From LABOR-L@YORKU.CA Fri Feb 2 04:41:26 2001
Date: Fri, 2 Feb 2001 02:29:32 -0800
Sender: Forum on Labor in the Global Economy <LABOR-L@YORKU.CA>
From: Kim Scipes <sscipe1@ICARUS.CC.UIC.EDU>
Subject: ZNet Commentary / Kim Scipes / Philippines / Jan 25
To: LABOR-L@YORKU.CA
The government of Joseph Erap
Estrada in the Philippines has
just collapsed, with the president forced out by mass mobilization,
and with Vice President Gloria Macapagal-Arroyo replacing him as
President on January 21. What might this mean for the country and the
region?
Estrada was brought down after his role in a big gambling scandal was
exposed by a former partner who had been cut out of the succeeding
opportunity.
It's been quite a saga, with millions of
dollars in pay-offs, phony bank accounts, false names, enriched
mistresses, etc.
Eventually, Estrada was impeached by the House of Representatives—their governmental form is based on that of their former colonial master, the United States—and was on trial by the Senate, when his allies in the Senate who were in the majority refused to allow pertinent evidence be publicly exposed. In response, the President of the Senate and the entire House prosecuting team resigned in disgust, and they were later followed by most of Estrada's cabinet.
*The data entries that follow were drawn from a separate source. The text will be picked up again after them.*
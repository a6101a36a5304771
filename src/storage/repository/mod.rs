// SPDX-License-Identifier: AGPL-3.0-or-later
//
// Copyright (C) 2026 Relational Network

//! Repository layer providing typed access to the database.
//!
//! Each repository provides CRUD operations for a specific entity type.
//! Multi-entity writes share `pub(crate)` helpers that operate on an open
//! write transaction so they commit or roll back together.

pub mod conversations;
pub mod devices;
pub mod identities;
pub mod profiles;
pub mod users;

pub use conversations::{ConversationMetadata, ConversationMetadataRepository, MetadataPatch};
pub use devices::{Device, DeviceRepository, PushTokens};
pub use identities::{DeviceIdentity, IdentityOnDevice, IdentityRepository};
pub use profiles::{Profile, ProfileRepository};
pub use users::{Onboarding, User, UserRepository};
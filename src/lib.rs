//! # loadout
//!
//! Cache-aware resource sets: asynchronous asset collection, ordered load
//! paths, wire-ready manifests.
//!
//! A [`ResourceSet`] names a collection of content resources (inline
//! snippets, files, globs, proxied backends, combinations of other members)
//! assembled over time and delivered in a well-defined order:
//!
//! - **One path, one resource**: paths are normalized and re-adding a path
//!   replaces the resource in place, keeping its position.
//! - **Additions are scheduled, not awaited**: files and globs resolve in
//!   spawned tasks; [`ResourceSet::when_all_added`] waits until everything
//!   scheduled (including work scheduled by that work) has settled.
//! - **Etags make it incremental**: content is fingerprinted, and both
//!   processing and serialization skip what a consumer's
//!   [`CacheManifest`] already covers.
//! - **The wire format is self-contained**: `serialize` produces a
//!   `{ resources, loadPath }` envelope that `deserialize` rebuilds, member
//!   order and all.
//!
//! ## Quick start
//!
//! ```ignore
//! use loadout::{CacheManifest, ResourceSet, ResourceSpec};
//!
//! let set = ResourceSet::with_root("site/assets");
//!
//! // the glob is scheduled, not awaited; the combine waits for it
//! let _ = set.add_glob_resources(["js/**/*.js"]);
//! set.add_combined_resource(
//!     ["/js/app.js", "/js/vendor.js"],
//!     ResourceSpec { path: Some("/bundle.js".into()), ..Default::default() },
//! )
//! .join()
//! .await?;
//! set.append_load(["/bundle.js"]).join().await?;
//!
//! // serialize waits for every outstanding addition first
//! let wire = set.serialize(&CacheManifest::new()).await?;
//! let json = serde_json::to_string(&wire)?;
//! ```
//!
//! ## Modules
//!
//! - [`set`]: the engine (scheduling, convergence, serialization)
//! - [`resource`]: resources, specs, validation, processors
//! - [`manifest`]: cache manifests (path → known etags)
//! - [`load_path`]: the ordered load path
//! - [`error`]: the error type

#![forbid(unsafe_code)]

pub mod error;
pub mod load_path;
pub mod manifest;
pub mod resource;
pub mod set;

mod combine;
mod resolver;

// =============================================================================
// Prelude - import commonly used items with a single `use`
// =============================================================================

/// Prelude module for convenient imports.
///
/// ```ignore
/// use loadout::prelude::*;
/// ```
pub mod prelude {
    pub use crate::{
        AddTask, Alternative, CacheManifest, LoadPath, Processor, Resource, ResourceInput,
        ResourceSet, ResourceSpec, SerializedSet, SetError, WireResource,
    };
}

// =============================================================================
// The engine
// =============================================================================

pub use set::{AddTask, ResourceSet, SERIALIZE_GROUP_SIZE, SerializedSet, WireResource};

// =============================================================================
// Resources
// =============================================================================

pub use resource::{
    Alternative, DEFAULT_ENCODING, Processor, Resource, ResourceInput, ResourceSpec, fingerprint,
    is_qualified, normalize_path, validate_spec,
};

// =============================================================================
// Caching, ordering, errors
// =============================================================================

pub use error::SetError;
pub use load_path::LoadPath;
pub use manifest::CacheManifest;
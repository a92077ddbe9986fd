//! Path resolution: filesystem globs and set-path pattern matching.
//!
//! Two closely related jobs live here. [`resolve_paths`] expands glob
//! patterns against a set's root directory into normalized set paths, with
//! `!pattern` exclusions. [`SetPattern`] matches patterns against paths
//! already in a set, with basename matching for bare file names, so that
//! `"jquery.js"` finds `/vendor/jquery.js`.

use std::path::Path;

use glob::MatchOptions;
use rustc_hash::FxHashSet;
use tracing::debug;

use crate::error::SetError;
use crate::resource::is_qualified;

/// Matching rules for set paths: `*` never crosses a slash and dotfiles
/// must be named explicitly.
fn set_path_options() -> MatchOptions {
    MatchOptions {
        case_sensitive: true,
        require_literal_separator: true,
        require_literal_leading_dot: true,
    }
}

/// Filesystem walks match per component, so separators are already literal.
fn fs_options() -> MatchOptions {
    MatchOptions {
        case_sensitive: true,
        require_literal_separator: false,
        require_literal_leading_dot: true,
    }
}

// ============================================================================
// Set-path patterns
// ============================================================================

/// A pattern matched against normalized set paths.
///
/// A pattern without slashes matches basenames, so `"*.css"` hits
/// `/themes/dark.css`. A pattern with slashes matches the full path and is
/// given a leading slash when missing.
#[derive(Debug, Clone)]
pub struct SetPattern {
    inner: glob::Pattern,
    base_only: bool,
}

impl SetPattern {
    pub fn new(raw: &str) -> Result<Self, SetError> {
        let base_only = !raw.contains('/');
        let source = if base_only || raw.starts_with('/') {
            raw.to_string()
        } else {
            format!("/{raw}")
        };
        let inner = glob::Pattern::new(&source).map_err(|e| SetError::Pattern {
            pattern: raw.to_string(),
            message: e.to_string(),
        })?;
        Ok(Self { inner, base_only })
    }

    pub fn matches(&self, path: &str) -> bool {
        let candidate = if self.base_only {
            path.rsplit('/').next().unwrap_or(path)
        } else {
            path
        };
        self.inner.matches_with(candidate, set_path_options())
    }
}

/// Patterns that matched nothing in `paths`, the resolve-failure check run
/// after missing resources have been added.
///
/// Exclusions are never reported unmatched. A qualified specifier matches
/// only its verbatim path. Each remaining pattern is given a leading slash
/// and matched against full paths only.
pub fn unmatched_patterns(patterns: &[String], paths: &[&str]) -> Vec<String> {
    patterns
        .iter()
        .filter(|pattern| !pattern.starts_with('!'))
        .filter(|pattern| {
            if is_qualified(pattern) {
                return !paths.contains(&pattern.as_str());
            }
            let full = if pattern.starts_with('/') {
                (*pattern).clone()
            } else {
                format!("/{pattern}")
            };
            match glob::Pattern::new(&full) {
                Ok(p) => !paths
                    .iter()
                    .any(|path| p.matches_with(path, set_path_options())),
                Err(_) => true,
            }
        })
        .cloned()
        .collect()
}

// ============================================================================
// Filesystem resolution
// ============================================================================

/// Expand patterns against `root` into normalized set paths.
///
/// Patterns are root-relative; a leading slash is allowed and means the same
/// thing. `!pattern` entries exclude previously matched files and qualified
/// specifiers are skipped, since neither names a file under the root.
/// Matches are files only, deduplicated, in pattern order with each
/// pattern's matches alphabetical. Patterns that match nothing contribute
/// nothing; the caller decides whether an empty result is an error.
pub fn resolve_paths(root: &Path, patterns: &[String]) -> Result<Vec<String>, SetError> {
    let mut excludes = Vec::new();
    for pattern in patterns {
        if let Some(stripped) = pattern.strip_prefix('!') {
            excludes.push(SetPattern::new(stripped)?);
        }
    }

    let mut seen = FxHashSet::default();
    let mut matched = Vec::new();

    for pattern in patterns {
        if pattern.starts_with('!') || is_qualified(pattern) {
            continue;
        }
        let relative = pattern.strip_prefix('/').unwrap_or(pattern);
        let full = root.join(relative);
        let entries = glob::glob_with(&full.to_string_lossy(), fs_options()).map_err(|e| {
            SetError::Pattern {
                pattern: pattern.clone(),
                message: e.to_string(),
            }
        })?;
        for entry in entries {
            let path = entry.map_err(|e| SetError::Io {
                path: e.path().to_path_buf(),
                message: e.error().to_string(),
            })?;
            if !path.is_file() {
                continue;
            }
            let Ok(relative) = path.strip_prefix(root) else {
                continue;
            };
            let set_path = to_set_path(relative);
            if excludes.iter().any(|e| e.matches(&set_path)) {
                continue;
            }
            if seen.insert(set_path.clone()) {
                matched.push(set_path);
            }
        }
    }

    debug!(
        patterns = patterns.len(),
        matched = matched.len(),
        root = %root.display(),
        "resolved glob patterns"
    );
    Ok(matched)
}

fn to_set_path(relative: &Path) -> String {
    let joined = relative
        .components()
        .map(|c| c.as_os_str().to_string_lossy())
        .collect::<Vec<_>>()
        .join("/");
    format!("/{joined}")
}

#[cfg(test)]
mod tests {
    use std::fs;

    use tempfile::TempDir;

    use super::*;

    fn fixture_tree() -> TempDir {
        let dir = TempDir::new().unwrap();
        fs::write(dir.path().join("a.js"), "var a;").unwrap();
        fs::write(dir.path().join("b.js"), "var b;").unwrap();
        fs::write(dir.path().join(".hidden.js"), "var h;").unwrap();
        fs::create_dir(dir.path().join("lib")).unwrap();
        fs::write(dir.path().join("lib/c.js"), "var c;").unwrap();
        dir
    }

    fn resolve(root: &Path, patterns: &[&str]) -> Vec<String> {
        let patterns: Vec<String> = patterns.iter().map(|p| p.to_string()).collect();
        resolve_paths(root, &patterns).unwrap()
    }

    #[test]
    fn test_glob_matches_are_set_paths_in_alphabetical_order() {
        let dir = fixture_tree();
        assert_eq!(resolve(dir.path(), &["*.js"]), vec!["/a.js", "/b.js"]);
    }

    #[test]
    fn test_glob_does_not_match_dotfiles() {
        let dir = fixture_tree();
        assert!(!resolve(dir.path(), &["*.js"]).contains(&"/.hidden.js".to_string()));
    }

    #[test]
    fn test_nested_glob() {
        let dir = fixture_tree();
        assert_eq!(resolve(dir.path(), &["lib/*.js"]), vec!["/lib/c.js"]);
        assert_eq!(
            resolve(dir.path(), &["**/*.js"]),
            vec!["/a.js", "/b.js", "/lib/c.js"]
        );
    }

    #[test]
    fn test_literal_path_and_leading_slash() {
        let dir = fixture_tree();
        assert_eq!(resolve(dir.path(), &["a.js"]), vec!["/a.js"]);
        assert_eq!(resolve(dir.path(), &["/a.js"]), vec!["/a.js"]);
    }

    #[test]
    fn test_exclusion_patterns_filter_matches() {
        let dir = fixture_tree();
        assert_eq!(resolve(dir.path(), &["*.js", "!b.js"]), vec!["/a.js"]);
    }

    #[test]
    fn test_matches_are_deduplicated_in_first_match_order() {
        let dir = fixture_tree();
        assert_eq!(
            resolve(dir.path(), &["b.js", "*.js"]),
            vec!["/b.js", "/a.js"]
        );
    }

    #[test]
    fn test_missing_literal_path_matches_nothing() {
        let dir = fixture_tree();
        assert!(resolve(dir.path(), &["nope.js"]).is_empty());
    }

    #[test]
    fn test_invalid_pattern_errors() {
        let dir = fixture_tree();
        let err = resolve_paths(dir.path(), &["[".to_string()]).unwrap_err();
        assert!(matches!(err, SetError::Pattern { .. }));
    }

    #[test]
    fn test_set_pattern_basename_matching() {
        let p = SetPattern::new("c.js").unwrap();
        assert!(p.matches("/lib/c.js"));
        assert!(p.matches("/c.js"));
        assert!(!p.matches("/lib/d.js"));
    }

    #[test]
    fn test_set_pattern_full_path_matching() {
        let p = SetPattern::new("lib/*.js").unwrap();
        assert!(p.matches("/lib/c.js"));
        assert!(!p.matches("/other/c.js"));

        let starred = SetPattern::new("*.js").unwrap();
        assert!(starred.matches("/lib/c.js"));
    }

    #[test]
    fn test_unmatched_patterns_skips_exclusions() {
        let unmatched = unmatched_patterns(
            &["a.js".to_string(), "!gone.js".to_string(), "nope.js".to_string()],
            &["/a.js"],
        );
        assert_eq!(unmatched, vec!["nope.js"]);
    }

    #[test]
    fn test_unmatched_patterns_match_full_paths_only() {
        // a bare name is given a leading slash, so it only matches at the root
        let unmatched = unmatched_patterns(&["c.js".to_string()], &["/lib/c.js"]);
        assert_eq!(unmatched, vec!["c.js"]);
        assert!(unmatched_patterns(&["lib/c.js".to_string()], &["/lib/c.js"]).is_empty());
    }

    #[test]
    fn test_qualified_specifiers_skip_the_filesystem() {
        let dir = fixture_tree();
        assert_eq!(
            resolve(dir.path(), &["http://cdn.example/a.js", "a.js"]),
            vec!["/a.js"]
        );
    }

    #[test]
    fn test_qualified_specifiers_match_verbatim_paths() {
        let url = "http://cdn.example/a.js".to_string();
        assert!(unmatched_patterns(&[url.clone()], &["http://cdn.example/a.js"]).is_empty());
        assert_eq!(unmatched_patterns(&[url.clone()], &["/a.js"]), vec![url]);
    }
}
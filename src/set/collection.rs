//! Ordered, path-keyed resource storage.
//!
//! Resources are identified by normalized path and kept in first-insertion
//! order. Re-adding a path replaces the resource in place, keeping its
//! position; removal closes the gap and shifts later entries down.
//!
//! Callers normalize paths before touching the collection.

use rustc_hash::FxHashMap;

use crate::resource::Resource;

#[derive(Debug, Clone, Default)]
pub struct Collection {
    order: Vec<Resource>,
    index: FxHashMap<String, usize>,
}

impl Collection {
    pub fn new() -> Self {
        Self::default()
    }

    /// Insert a resource, replacing any existing resource at the same path.
    /// Returns the index it now occupies.
    pub fn upsert(&mut self, resource: Resource) -> usize {
        let path = resource.path().to_string();
        match self.index.get(&path) {
            Some(&i) => {
                self.order[i] = resource;
                i
            }
            None => {
                let i = self.order.len();
                self.order.push(resource);
                self.index.insert(path, i);
                i
            }
        }
    }

    pub fn get(&self, path: &str) -> Option<&Resource> {
        self.index.get(path).map(|&i| &self.order[i])
    }

    pub fn get_mut(&mut self, path: &str) -> Option<&mut Resource> {
        let i = *self.index.get(path)?;
        self.order.get_mut(i)
    }

    pub fn contains(&self, path: &str) -> bool {
        self.index.contains_key(path)
    }

    /// Remove the resource at `path`, shifting later entries down one slot.
    pub fn remove(&mut self, path: &str) -> Option<Resource> {
        let i = self.index.remove(path)?;
        let removed = self.order.remove(i);
        for entry in self.index.values_mut() {
            if *entry > i {
                *entry -= 1;
            }
        }
        Some(removed)
    }

    pub fn resources(&self) -> &[Resource] {
        &self.order
    }

    pub fn iter(&self) -> impl Iterator<Item = &Resource> {
        self.order.iter()
    }

    pub fn iter_mut(&mut self) -> impl Iterator<Item = &mut Resource> {
        self.order.iter_mut()
    }

    pub fn paths(&self) -> impl Iterator<Item = &str> {
        self.order.iter().map(Resource::path)
    }

    pub fn len(&self) -> usize {
        self.order.len()
    }

    pub fn is_empty(&self) -> bool {
        self.order.is_empty()
    }
}

#[cfg(test)]
mod tests {
    use super::*;

    fn paths_of(collection: &Collection) -> Vec<&str> {
        collection.paths().collect()
    }

    #[test]
    fn test_upsert_appends_new_paths() {
        let mut c = Collection::new();
        assert_eq!(c.upsert(Resource::inline("/a.js", "a")), 0);
        assert_eq!(c.upsert(Resource::inline("/b.js", "b")), 1);
        assert_eq!(paths_of(&c), vec!["/a.js", "/b.js"]);
    }

    #[test]
    fn test_upsert_replaces_in_place() {
        let mut c = Collection::new();
        c.upsert(Resource::inline("/a.js", "a"));
        c.upsert(Resource::inline("/b.js", "b"));
        let i = c.upsert(Resource::inline("/a.js", "a2"));
        assert_eq!(i, 0);
        assert_eq!(c.len(), 2);
        assert_eq!(c.get("/a.js").map(|r| r.content()), Some("a2"));
        assert_eq!(paths_of(&c), vec!["/a.js", "/b.js"]);
    }

    #[test]
    fn test_remove_closes_gap_and_reindexes() {
        let mut c = Collection::new();
        c.upsert(Resource::inline("/a.js", "a"));
        c.upsert(Resource::inline("/b.js", "b"));
        c.upsert(Resource::inline("/c.js", "c"));
        let removed = c.remove("/b.js");
        assert_eq!(removed.map(|r| r.content().to_string()), Some("b".into()));
        assert_eq!(c.len(), 2);
        assert_eq!(paths_of(&c), vec!["/a.js", "/c.js"]);
        // later entries stay addressable after the shift
        assert_eq!(c.get("/c.js").map(|r| r.content()), Some("c"));
    }

    #[test]
    fn test_remove_missing_is_a_noop() {
        let mut c = Collection::new();
        c.upsert(Resource::inline("/a.js", "a"));
        assert!(c.remove("/nope.js").is_none());
        assert_eq!(c.len(), 1);
    }
}
//! Cache manifests: which etags a consumer already holds.

use rustc_hash::FxHashMap;
use serde::{Deserialize, Serialize};

/// Etags known to a consumer, keyed by resource path.
///
/// A manifest is handed to [`process`](crate::ResourceSet::process) to skip
/// re-processing of content the consumer has cached, and produced by
/// [`cache_manifest`](crate::ResourceSet::cache_manifest) to describe what the
/// set currently serves. Each path maps to a list because a consumer may hold
/// several historical versions of the same resource.
#[derive(Debug, Clone, Default, PartialEq, Eq, Serialize, Deserialize)]
#[serde(transparent)]
pub struct CacheManifest {
    entries: FxHashMap<String, Vec<String>>,
}

impl CacheManifest {
    pub fn new() -> Self {
        Self::default()
    }

    /// Record an etag for a path. Duplicates are ignored.
    pub fn insert(&mut self, path: impl Into<String>, etag: impl Into<String>) {
        let etag = etag.into();
        let etags = self.entries.entry(path.into()).or_default();
        if !etags.contains(&etag) {
            etags.push(etag);
        }
    }

    /// True when the consumer already holds this exact version.
    pub fn contains(&self, path: &str, etag: &str) -> bool {
        self.entries
            .get(path)
            .is_some_and(|etags| etags.iter().any(|e| e == etag))
    }

    pub fn etags(&self, path: &str) -> &[String] {
        self.entries.get(path).map(Vec::as_slice).unwrap_or(&[])
    }

    pub fn is_empty(&self) -> bool {
        self.entries.is_empty()
    }

    pub fn len(&self) -> usize {
        self.entries.len()
    }

    pub fn iter(&self) -> impl Iterator<Item = (&str, &[String])> {
        self.entries
            .iter()
            .map(|(path, etags)| (path.as_str(), etags.as_slice()))
    }
}

impl<P, E, I> FromIterator<(P, I)> for CacheManifest
where
    P: Into<String>,
    E: Into<String>,
    I: IntoIterator<Item = E>,
{
    fn from_iter<T: IntoIterator<Item = (P, I)>>(iter: T) -> Self {
        let mut manifest = Self::new();
        for (path, etags) in iter {
            let path = path.into();
            for etag in etags {
                manifest.insert(path.clone(), etag);
            }
        }
        manifest
    }
}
Additionally, key military and civil police leaders sided with the opposition, and pledged their support to the Vice President.
There has been mass mobilization over the previous couple of months,
but it only hit big-time late last week in response to the refusal to
release the evidence. The night before the collapse, over one million
people were estimated to be in the streets around the shrine to the
1986 uprising. The major newspaper in Manila has called it
People's Power-2.
Obviously what the rejection of Estrada and transfer of power to
Macapagal-Arroyo means is unclear in many ways. On one hand, it is
played out as an inter-elite transfer of power, with mass mobilization
giving an urgency of the need to resolve the crisis as the economy
went from bad to worse. Obviously, the new government will want to put
the genie of mass mobilization back into the bottle as soon as
possible, and resume business as usual, although perhaps with a little
more tastefulness. A number of the old military men and former
government leaders
have already been placed in highest reaches
of the new government.
However, there are four things that suggest some serious good might come out of this. (1) This is a country wherein large scale political education and, at times, mobilization, has taken place over the past 30 years. The 1986 removal of Marcos is almost a constant referent in the press, where the role of mass mobilization and political organization is recognized as being key to overthrow of the dictator, and the middle class revolt that eventually put Aquino into power was seen as riding on top of, and not replacing, that mass mobilization from below. The mobilization will strengthen a resurging left.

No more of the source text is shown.